◆ **Work to complete**:
Go through the data and copy each line where the string "await" appears.

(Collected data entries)
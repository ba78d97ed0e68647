// Repeating sample -> transform -> append task, one per source.
// Ticks are scheduled from tick start (tokio interval); a tick that overruns the
// cadence causes the missed ticks to be skipped, never queued.

mod sources;
pub mod transform;

pub use sources::{HostSource, WorkloadSource};

use crate::error::CollectError;
use crate::models::{Sample, SeriesKey};
use crate::series_store::MetricSeriesStore;
use async_trait::async_trait;
use std::sync::Arc;
use std::sync::atomic::{AtomicU64, Ordering};
use tokio::time::{Duration, Instant, MissedTickBehavior, interval, timeout};
use tracing::Instrument;

/// One provider of raw readings plus the transform that turns them into records.
#[async_trait]
pub trait SampleSource: Send + Sync + 'static {
    type Reading: Send;

    /// Name used in logs (e.g. "host", "workload:<id>").
    fn label(&self) -> String;

    async fn sample(&self) -> Result<Self::Reading, CollectError>;

    /// Records for one successful reading, all stamped with `timestamp`.
    fn transform(&mut self, reading: Self::Reading, timestamp: i64) -> Vec<(SeriesKey, Sample)>;
}

#[derive(Debug, Clone, Copy)]
pub struct CollectorConfig {
    pub cadence: Duration,
    /// Must be shorter than `cadence`.
    pub sample_timeout: Duration,
}

/// Tick outcome counters, shared between the task and its handle.
#[derive(Debug, Default)]
pub struct CollectorStats {
    ticks_ok: AtomicU64,
    ticks_failed: AtomicU64,
}

impl CollectorStats {
    pub fn ticks_ok(&self) -> u64 {
        self.ticks_ok.load(Ordering::Relaxed)
    }

    pub fn ticks_failed(&self) -> u64 {
        self.ticks_failed.load(Ordering::Relaxed)
    }
}

pub struct Collector<S: SampleSource> {
    source: S,
    store: Arc<MetricSeriesStore>,
    config: CollectorConfig,
    stats: Arc<CollectorStats>,
}

impl<S: SampleSource> Collector<S> {
    pub fn new(source: S, store: Arc<MetricSeriesStore>, config: CollectorConfig) -> Self {
        Self {
            source,
            store,
            config,
            stats: Arc::new(CollectorStats::default()),
        }
    }

    /// One tick stamped with `timestamp`. Returns the number of records appended.
    pub async fn tick(&mut self, timestamp: i64) -> Result<usize, CollectError> {
        let reading = timeout(self.config.sample_timeout, self.source.sample())
            .await
            .map_err(|_| {
                CollectError::Transport(format!(
                    "sample timed out after {:?}",
                    self.config.sample_timeout
                ))
            })??;
        let records = self.source.transform(reading, timestamp);
        let mut written = 0;
        for (key, sample) in records {
            self.store.append(&key, sample)?;
            written += 1;
        }
        Ok(written)
    }

    async fn run(mut self) {
        let label = self.source.label();
        let cadence = self.config.cadence;
        let mut tick = interval(cadence);
        tick.set_missed_tick_behavior(MissedTickBehavior::Skip);

        tracing::debug!(cadence_ms = cadence.as_millis() as u64, "collector started");

        loop {
            tick.tick().await;
            let started = Instant::now();
            let timestamp = now_secs();

            match self.tick(timestamp).await {
                Ok(written) => {
                    self.stats.ticks_ok.fetch_add(1, Ordering::Relaxed);
                    tracing::trace!(records = written, timestamp, "tick complete");
                }
                Err(e) => {
                    self.stats.ticks_failed.fetch_add(1, Ordering::Relaxed);
                    tracing::warn!(
                        error = %e,
                        kind = e.kind(),
                        source = %label,
                        operation = "collect_tick",
                        "collection tick failed"
                    );
                }
            }

            let elapsed = started.elapsed();
            if elapsed > cadence {
                tracing::debug!(
                    elapsed_ms = elapsed.as_millis() as u64,
                    source = %label,
                    "tick overran cadence; skipping missed ticks"
                );
            }
        }
    }

    pub fn spawn(self) -> CollectorHandle {
        let label = self.source.label();
        let stats = self.stats.clone();
        let span = tracing::debug_span!("collector", source = %label);
        let handle = tokio::spawn(self.run().instrument(span));
        CollectorHandle {
            label,
            stats,
            handle,
        }
    }
}

/// Owner's side of a running collector task.
pub struct CollectorHandle {
    label: String,
    stats: Arc<CollectorStats>,
    handle: tokio::task::JoinHandle<()>,
}

impl CollectorHandle {
    pub fn label(&self) -> &str {
        &self.label
    }

    pub fn stats(&self) -> &Arc<CollectorStats> {
        &self.stats
    }

    pub fn is_running(&self) -> bool {
        !self.handle.is_finished()
    }

    /// Abort the task and wait until it is gone; no writes happen after this returns.
    pub async fn stop(self) {
        self.handle.abort();
        let _ = self.handle.await;
        tracing::debug!(source = %self.label, "collector stopped");
    }
}

/// Seconds since epoch; 0 (with a warning) if the clock is before 1970.
pub fn now_secs() -> i64 {
    std::time::SystemTime::now()
        .duration_since(std::time::UNIX_EPOCH)
        .map(|d| d.as_secs() as i64)
        .unwrap_or_else(|e| {
            tracing::warn!(error = %e, operation = "get_timestamp", "system time error");
            0
        })
}
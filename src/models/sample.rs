// Samples and series keys

use serde::{Deserialize, Serialize};
use std::fmt;
use std::str::FromStr;

/// One timestamped reading. `timestamp` is seconds since epoch, taken at tick start.
#[derive(Debug, Clone, PartialEq, Serialize, Deserialize)]
pub struct Sample {
    pub timestamp: i64,
    pub fields: Vec<f64>,
}

impl Sample {
    pub fn new(timestamp: i64, fields: Vec<f64>) -> Self {
        Self { timestamp, fields }
    }

    pub fn single(timestamp: i64, value: f64) -> Self {
        Self {
            timestamp,
            fields: vec![value],
        }
    }

    pub fn field(&self, idx: usize) -> Option<f64> {
        self.fields.get(idx).copied()
    }
}

/// Host-level series; serializes lowercase ("cpu", "network").
#[derive(Debug, Clone, Copy, PartialEq, Eq, Hash, PartialOrd, Ord, Serialize, Deserialize)]
#[serde(rename_all = "lowercase")]
pub enum HostMetric {
    Cpu,
    Memory,
    Disk,
    Network,
}

impl HostMetric {
    pub const ALL: [HostMetric; 4] = [
        HostMetric::Cpu,
        HostMetric::Memory,
        HostMetric::Disk,
        HostMetric::Network,
    ];

    pub fn as_str(&self) -> &'static str {
        match self {
            HostMetric::Cpu => "cpu",
            HostMetric::Memory => "memory",
            HostMetric::Disk => "disk",
            HostMetric::Network => "network",
        }
    }

    /// Number of fields per sample. Network carries (bytes sent, bytes received).
    pub fn arity(&self) -> usize {
        match self {
            HostMetric::Network => 2,
            _ => 1,
        }
    }
}

impl FromStr for HostMetric {
    type Err = String;

    fn from_str(s: &str) -> Result<Self, Self::Err> {
        match s {
            "cpu" => Ok(HostMetric::Cpu),
            "memory" => Ok(HostMetric::Memory),
            "disk" => Ok(HostMetric::Disk),
            "network" => Ok(HostMetric::Network),
            other => Err(format!("unknown host metric: {}", other)),
        }
    }
}

/// Per-workload series.
#[derive(Debug, Clone, Copy, PartialEq, Eq, Hash, PartialOrd, Ord, Serialize, Deserialize)]
#[serde(rename_all = "lowercase")]
pub enum WorkloadMetric {
    Cpu,
    Memory,
}

impl WorkloadMetric {
    pub const ALL: [WorkloadMetric; 2] = [WorkloadMetric::Cpu, WorkloadMetric::Memory];

    pub fn as_str(&self) -> &'static str {
        match self {
            WorkloadMetric::Cpu => "cpu",
            WorkloadMetric::Memory => "memory",
        }
    }
}

impl FromStr for WorkloadMetric {
    type Err = String;

    fn from_str(s: &str) -> Result<Self, Self::Err> {
        match s {
            "cpu" => Ok(WorkloadMetric::Cpu),
            "memory" => Ok(WorkloadMetric::Memory),
            other => Err(format!("unknown workload metric: {}", other)),
        }
    }
}

/// Identifies one bounded buffer in the store.
///
/// Textual form (used as the persisted key): `host:<metric>` or `workload:<id>:<metric>`.
#[derive(Debug, Clone, PartialEq, Eq, Hash, PartialOrd, Ord)]
pub enum SeriesKey {
    Host(HostMetric),
    Workload { id: String, metric: WorkloadMetric },
}

impl SeriesKey {
    pub fn workload(id: impl Into<String>, metric: WorkloadMetric) -> Self {
        SeriesKey::Workload {
            id: id.into(),
            metric,
        }
    }

    pub fn arity(&self) -> usize {
        match self {
            SeriesKey::Host(m) => m.arity(),
            SeriesKey::Workload { .. } => 1,
        }
    }

    pub fn is_host(&self) -> bool {
        matches!(self, SeriesKey::Host(_))
    }

    pub fn workload_id(&self) -> Option<&str> {
        match self {
            SeriesKey::Workload { id, .. } => Some(id),
            SeriesKey::Host(_) => None,
        }
    }
}

impl fmt::Display for SeriesKey {
    fn fmt(&self, f: &mut fmt::Formatter<'_>) -> fmt::Result {
        match self {
            SeriesKey::Host(m) => write!(f, "host:{}", m.as_str()),
            SeriesKey::Workload { id, metric } => {
                write!(f, "workload:{}:{}", id, metric.as_str())
            }
        }
    }
}

impl FromStr for SeriesKey {
    type Err = String;

    fn from_str(s: &str) -> Result<Self, Self::Err> {
        if let Some(metric) = s.strip_prefix("host:") {
            return Ok(SeriesKey::Host(metric.parse()?));
        }
        if let Some(rest) = s.strip_prefix("workload:") {
            // Container ids never contain ':', metric names never do either.
            let (id, metric) = rest
                .rsplit_once(':')
                .ok_or_else(|| format!("malformed series key: {}", s))?;
            if id.is_empty() {
                return Err(format!("empty workload id in series key: {}", s));
            }
            return Ok(SeriesKey::workload(id, metric.parse()?));
        }
        Err(format!("malformed series key: {}", s))
    }
}

#[cfg(test)]
mod tests {
    use super::*;

    #[test]
    fn host_key_text_form() {
        let k = SeriesKey::Host(HostMetric::Network);
        assert_eq!(k.to_string(), "host:network");
        assert_eq!("host:network".parse::<SeriesKey>().unwrap(), k);
        assert_eq!(k.arity(), 2);
    }

    #[test]
    fn workload_key_text_form() {
        let k = SeriesKey::workload("3f2a9c", WorkloadMetric::Memory);
        assert_eq!(k.to_string(), "workload:3f2a9c:memory");
        assert_eq!("workload:3f2a9c:memory".parse::<SeriesKey>().unwrap(), k);
        assert_eq!(k.workload_id(), Some("3f2a9c"));
    }

    #[test]
    fn malformed_keys_rejected() {
        assert!("host:gpu".parse::<SeriesKey>().is_err());
        assert!("workload::cpu".parse::<SeriesKey>().is_err());
        assert!("workload:abc".parse::<SeriesKey>().is_err());
        assert!("cpu".parse::<SeriesKey>().is_err());
    }
}
// Domain models

mod container;
mod host;
mod sample;
mod view;

pub use container::{ContainerState, CpuCounters, WorkloadInfo, WorkloadStatSnapshot};
pub use host::HostReading;
pub use sample::{HostMetric, Sample, SeriesKey, WorkloadMetric};
pub use view::{
    ChartSeries, DashboardSnapshot, HostSnapshotView, SeriesPoint, WorkloadSnapshot,
    WorkloadStatusView,
};
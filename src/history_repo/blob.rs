// BLOB version prefix helpers. [version: u8][payload].
// fields: version 1 = wincode Vec<f64>.

pub(super) const BLOB_VERSION_FIELDS: u8 = 1;

pub(super) fn with_version_prefix(version: u8, payload: Vec<u8>) -> Vec<u8> {
    let mut out = Vec::with_capacity(1 + payload.len());
    out.push(version);
    out.extend_from_slice(&payload);
    out
}

/// Payload after the version byte, or `None` for an empty blob or an unknown version.
pub(super) fn versioned_payload(bytes: &[u8], expected_version: u8) -> Option<&[u8]> {
    match bytes.split_first() {
        Some((v, rest)) if *v == expected_version => Some(rest),
        _ => None,
    }
}

pub(super) fn encode_fields(fields: &[f64]) -> anyhow::Result<Vec<u8>> {
    let payload = wincode::serialize(&fields.to_vec())
        .map_err(|e| anyhow::anyhow!("wincode fields: {}", e))?;
    Ok(with_version_prefix(BLOB_VERSION_FIELDS, payload))
}

pub(super) fn decode_fields(bytes: &[u8]) -> Option<Vec<f64>> {
    let payload = versioned_payload(bytes, BLOB_VERSION_FIELDS)?;
    wincode::deserialize::<Vec<f64>>(payload)
        .map_err(|e| tracing::debug!(error = %e, "wincode deserialize fields (corrupt), skipping"))
        .ok()
}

◆ **Answer to this problem**:
            .await
            tick.tick().await;
            match self.tick(timestamp).await {
        let _ = self.handle.await;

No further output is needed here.